Jonah looked at me. “All right, Ben, how is Lewis going to demonstrate that in a credible fashion?”

“Easy,” I said. “He’ll put Phineas Eversman on the stand.”

“The policeman?”

“Chief of police, and the only full-time officer on the force,” I reminded him. “He’ll put Phineas on and Phineas will lie through his teeth.”

Jonah looked quizzical. “I thought Eversman was on our side. Or at least neutral.”

“He was on our side for exactly one night,” I explained. “He only arrested those men because L.J. pushed him into it. He’s been looking for a way out ever since.”

I speared a slice of Virginia ham before passing the platter to L.J.

“It didn’t look like it would rain tonight, did it?” said Jonah.

“Not to me,” L.J. replied. “Why?”

“That sure does sound like thunder outside,” Jonah said.

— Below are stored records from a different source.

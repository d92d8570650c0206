//! The persistence collaborator the registration flow depends on.
//!
//! Only three operations matter to the assembler: read the newest record,
//! append records, and update a record by handle. `reserve_sequence` backs the
//! counter allocation strategy and `list` feeds the roster.

use std::collections::HashSet;
use std::sync::{Mutex, MutexGuard};

use async_trait::async_trait;
use chrono::{DateTime, Utc};
use tracing::debug;

use crate::error::{Error, Result};
use crate::models::{DocId, IdCardMarker, NewRecord, PersistedRecord};

#[async_trait]
pub trait RecordStore: Send + Sync {
    /// Most recently created record, optionally restricted to ids starting
    /// with `<prefix>-`.
    async fn latest(&self, prefix: Option<&str>) -> Result<Option<PersistedRecord>>;

    /// Appends every record or none of them. A student id that is already
    /// stored (or repeated within the batch) fails with `Error::DuplicateId`.
    async fn append_batch(&self, records: &[NewRecord]) -> Result<Vec<PersistedRecord>>;

    async fn append(&self, record: &NewRecord) -> Result<DocId> {
        let saved = self.append_batch(std::slice::from_ref(record)).await?;
        saved
            .first()
            .map(|saved| saved.doc_id)
            .ok_or_else(|| Error::RecordNotFound {
                doc_id: record.student_id.clone(),
            })
    }

    async fn mark_id_generated(&self, doc_id: DocId, marker: &IdCardMarker) -> Result<()>;

    /// Atomically reserves `count` sequence numbers and returns the last number
    /// handed out before this reservation.
    async fn reserve_sequence(&self, count: u64) -> Result<u64>;

    /// All records, oldest first.
    async fn list(&self) -> Result<Vec<PersistedRecord>>;
}

#[derive(Debug, Default)]
struct MemoryState {
    records: Vec<PersistedRecord>,
    counter: u64,
}

/// In-process store. Records keep insertion order, which doubles as creation
/// order.
#[derive(Debug, Default)]
pub struct MemoryStore {
    state: Mutex<MemoryState>,
}

impl MemoryStore {
    pub fn new() -> Self {
        Self::default()
    }

    fn state(&self) -> MutexGuard<'_, MemoryState> {
        // A poisoned lock only means a test panicked mid-write; the data is still usable.
        self.state.lock().unwrap_or_else(|poisoned| poisoned.into_inner())
    }

    pub fn len(&self) -> usize {
        self.state().records.len()
    }

    pub fn is_empty(&self) -> bool {
        self.len() == 0
    }
}

fn persisted(record: &NewRecord, created_at: DateTime<Utc>) -> PersistedRecord {
    PersistedRecord {
        doc_id: DocId::new(),
        student_id: record.student_id.clone(),
        family_id: record.family_id.clone(),
        sequence: record.sequence,
        is_primary: record.is_primary,
        record: record.record.clone(),
        created_at,
        id_generated: false,
        generated_id: None,
        generated_at: None,
    }
}

#[async_trait]
impl RecordStore for MemoryStore {
    async fn latest(&self, prefix: Option<&str>) -> Result<Option<PersistedRecord>> {
        let state = self.state();
        let found = match prefix {
            None => state.records.last(),
            Some(prefix) => {
                let wanted = format!("{prefix}-");
                state
                    .records
                    .iter()
                    .rev()
                    .find(|record| record.student_id.starts_with(&wanted))
            }
        };
        Ok(found.cloned())
    }

    async fn append_batch(&self, records: &[NewRecord]) -> Result<Vec<PersistedRecord>> {
        let mut state = self.state();

        let mut taken: HashSet<&str> = state
            .records
            .iter()
            .map(|record| record.student_id.as_str())
            .collect();
        for record in records {
            if !taken.insert(record.student_id.as_str()) {
                return Err(Error::DuplicateId {
                    student_id: record.student_id.clone(),
                });
            }
        }

        let created_at = Utc::now();
        let saved: Vec<PersistedRecord> = records
            .iter()
            .map(|record| persisted(record, created_at))
            .collect();
        state.records.extend(saved.iter().cloned());
        debug!("Appended {} record(s) to memory store", saved.len());
        Ok(saved)
    }

    async fn mark_id_generated(&self, doc_id: DocId, marker: &IdCardMarker) -> Result<()> {
        let mut state = self.state();
        let record = state
            .records
            .iter_mut()
            .find(|record| record.doc_id == doc_id)
            .ok_or_else(|| Error::RecordNotFound {
                doc_id: doc_id.to_string(),
            })?;
        record.id_generated = true;
        record.generated_id = Some(marker.generated_id.clone());
        record.generated_at = Some(marker.generated_at);
        Ok(())
    }

    async fn reserve_sequence(&self, count: u64) -> Result<u64> {
        let mut state = self.state();
        let highest = state
            .records
            .iter()
            .map(|record| record.sequence)
            .max()
            .unwrap_or(0);
        let last = state.counter.max(highest);
        state.counter = last
            .checked_add(count)
            .ok_or_else(|| Error::SequenceExhausted {
                prefix: "the shared counter".to_string(),
            })?;
        Ok(last)
    }

    async fn list(&self) -> Result<Vec<PersistedRecord>> {
        Ok(self.state().records.clone())
    }
}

I walked over to the window and pulled back the drapes. First I was surprised; then I was frightened.

“What is it, Ben?”

“About thirty, forty fellows with guns,” I said, “and a few with pitchforks. They appear to be just standing there, watching the house.”

“That’s a mighty big crowd for Eudora,” L.J. said.

“No,” I said. “It’s a mighty big mob .”

Chapter 106

THE MOB CAUSED US no trouble that night. For about an hour they watched us watching them through the windows, then they turned and went away. Every few minutes I peeked out the window, but the streets of Eudora stayed quiet and dark that night.

The next morning the trial began in earnest. I spent a long minute studying the face of Henry Wadsworth North, trying to match the man with what I remembered of the boy on the day Mama took sick. Too many years had intervened. This sallow, blotchy-faced fat man bore only a vague resemblance to the surly kid I remembered from Jenkins’ Mercantile.

Jonah called his first witness: Abraham Cross.

Abraham was wearing his best church suit, of speckled brown wool, and a matching fedora. He rolled in in a rickety wheelchair Moody had borrowed from a crippled neighbor of L.J.’s, a nice woman who sympathized with us.

“Now, Mr. Cross,” Jonah said, “why don’t you take us back to the night of August twenty-fifth. Tell us what you remember.”

Abraham nodded. “Well, sir, I was in the parlor, a-layin’ in my bed, and Moody was tendin’ after me–”

“Excuse me, sir,” Jonah said. “Who is Moody?”

“Moody Cross. My granddaughter. She looks after me.”

“Thank you, sir. Please go on.”

“Like I say, I was a-layin’ in my bed. Not quite sure if I’d been sleeping or not. But then sure enough I come awake. Sound like the cavalry done showed up outside the house. A bunch of horses, I don’t know how many. And men shootin’ off guns, and yellin.’ Like to scared me half to death – and I don’t need to be any closer to dead than I already am.”

Laughter rolled through the courtroom, from whites and Negroes. My father slammed down the gavel to kill it.

Abraham continued telling his story in precise, unwavering detail. Without any prompting from Jonah, he pointed out and positively identified two of the defendants.

“That one there, I saw him through the front window,” he said, pointing at the defense table.

Jonah asked him to be more specific.

“That one on the right,” he said. “Stephens. He shot Jimmie Cooper dead.”